Dataset extract START

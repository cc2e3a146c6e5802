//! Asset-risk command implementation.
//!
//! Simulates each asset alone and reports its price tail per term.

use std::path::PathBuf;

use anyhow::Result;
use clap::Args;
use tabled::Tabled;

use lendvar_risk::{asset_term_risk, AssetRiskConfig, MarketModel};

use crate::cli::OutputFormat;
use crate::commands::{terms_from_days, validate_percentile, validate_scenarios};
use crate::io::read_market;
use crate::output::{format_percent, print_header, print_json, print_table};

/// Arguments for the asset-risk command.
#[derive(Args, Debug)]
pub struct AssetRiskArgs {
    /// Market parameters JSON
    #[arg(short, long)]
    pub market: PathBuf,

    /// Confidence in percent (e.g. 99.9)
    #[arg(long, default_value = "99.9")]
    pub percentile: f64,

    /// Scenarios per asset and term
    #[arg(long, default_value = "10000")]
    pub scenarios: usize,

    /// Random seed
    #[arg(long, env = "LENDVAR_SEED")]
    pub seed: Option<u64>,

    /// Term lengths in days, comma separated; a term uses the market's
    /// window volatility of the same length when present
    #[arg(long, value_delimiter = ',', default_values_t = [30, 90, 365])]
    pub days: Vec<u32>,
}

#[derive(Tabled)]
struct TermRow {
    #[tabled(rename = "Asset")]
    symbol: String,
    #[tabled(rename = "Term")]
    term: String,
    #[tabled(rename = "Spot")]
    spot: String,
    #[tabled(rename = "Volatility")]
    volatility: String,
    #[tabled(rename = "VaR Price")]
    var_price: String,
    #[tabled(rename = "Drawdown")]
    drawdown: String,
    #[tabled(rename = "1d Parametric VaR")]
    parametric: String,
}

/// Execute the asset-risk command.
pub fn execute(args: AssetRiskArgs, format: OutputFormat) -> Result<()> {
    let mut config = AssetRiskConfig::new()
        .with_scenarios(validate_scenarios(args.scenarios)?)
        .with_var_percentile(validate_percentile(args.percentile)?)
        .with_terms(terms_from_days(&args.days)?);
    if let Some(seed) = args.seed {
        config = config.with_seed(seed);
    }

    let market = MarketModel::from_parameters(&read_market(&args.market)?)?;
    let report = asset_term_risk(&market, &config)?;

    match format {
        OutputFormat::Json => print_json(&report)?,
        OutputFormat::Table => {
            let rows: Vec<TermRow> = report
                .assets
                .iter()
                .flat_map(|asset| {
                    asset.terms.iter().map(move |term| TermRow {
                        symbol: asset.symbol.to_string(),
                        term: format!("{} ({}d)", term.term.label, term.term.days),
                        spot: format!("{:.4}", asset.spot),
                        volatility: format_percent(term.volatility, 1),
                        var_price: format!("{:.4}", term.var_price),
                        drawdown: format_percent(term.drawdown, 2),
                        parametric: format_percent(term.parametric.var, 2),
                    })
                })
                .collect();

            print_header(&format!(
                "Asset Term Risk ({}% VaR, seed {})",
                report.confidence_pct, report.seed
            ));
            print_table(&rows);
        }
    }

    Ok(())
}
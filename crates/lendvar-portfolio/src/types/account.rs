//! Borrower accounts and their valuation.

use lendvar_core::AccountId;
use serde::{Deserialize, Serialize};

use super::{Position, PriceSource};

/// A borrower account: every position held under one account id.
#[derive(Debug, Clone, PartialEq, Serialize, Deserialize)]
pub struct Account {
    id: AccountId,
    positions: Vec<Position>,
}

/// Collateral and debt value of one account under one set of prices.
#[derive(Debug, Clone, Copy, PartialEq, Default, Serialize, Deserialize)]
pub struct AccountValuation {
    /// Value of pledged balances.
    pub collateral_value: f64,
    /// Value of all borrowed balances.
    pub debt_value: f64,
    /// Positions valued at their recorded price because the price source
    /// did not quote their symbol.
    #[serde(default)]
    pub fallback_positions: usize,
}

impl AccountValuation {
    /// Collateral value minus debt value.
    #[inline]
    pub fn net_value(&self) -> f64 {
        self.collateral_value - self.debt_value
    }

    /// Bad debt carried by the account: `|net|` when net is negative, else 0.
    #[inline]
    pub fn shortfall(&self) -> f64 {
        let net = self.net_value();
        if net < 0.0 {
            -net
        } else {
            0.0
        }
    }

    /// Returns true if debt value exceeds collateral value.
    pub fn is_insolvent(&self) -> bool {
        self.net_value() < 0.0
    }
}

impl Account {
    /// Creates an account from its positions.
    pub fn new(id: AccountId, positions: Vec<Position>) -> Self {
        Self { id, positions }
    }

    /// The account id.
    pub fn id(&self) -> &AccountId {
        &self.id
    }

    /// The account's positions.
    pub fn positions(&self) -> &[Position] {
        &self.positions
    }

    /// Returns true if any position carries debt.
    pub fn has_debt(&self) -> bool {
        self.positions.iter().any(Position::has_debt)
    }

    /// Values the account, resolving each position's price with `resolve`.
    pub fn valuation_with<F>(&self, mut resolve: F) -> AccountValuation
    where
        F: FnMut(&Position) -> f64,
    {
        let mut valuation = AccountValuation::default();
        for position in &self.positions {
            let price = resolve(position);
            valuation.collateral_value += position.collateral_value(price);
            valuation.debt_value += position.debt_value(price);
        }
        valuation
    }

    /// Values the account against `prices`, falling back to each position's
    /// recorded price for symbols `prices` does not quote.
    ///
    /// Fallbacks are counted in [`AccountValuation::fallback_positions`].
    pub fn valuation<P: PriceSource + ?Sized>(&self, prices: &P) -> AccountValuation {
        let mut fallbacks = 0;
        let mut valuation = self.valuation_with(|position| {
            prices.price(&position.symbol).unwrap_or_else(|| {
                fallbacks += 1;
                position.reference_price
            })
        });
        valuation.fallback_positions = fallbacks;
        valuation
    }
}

Dataset extract END

- _Task description_: Whichever lines of the material hold the word "rename", find and copy them.

- _Answer section_:
    #[tabled(rename = "Asset")]
    #[tabled(rename = "Term")]
    #[tabled(rename = "Spot")]
    #[tabled(rename = "Volatility")]
    #[tabled(rename = "VaR Price")]
    #[tabled(rename = "Drawdown")]
    #[tabled(rename = "1d Parametric VaR")]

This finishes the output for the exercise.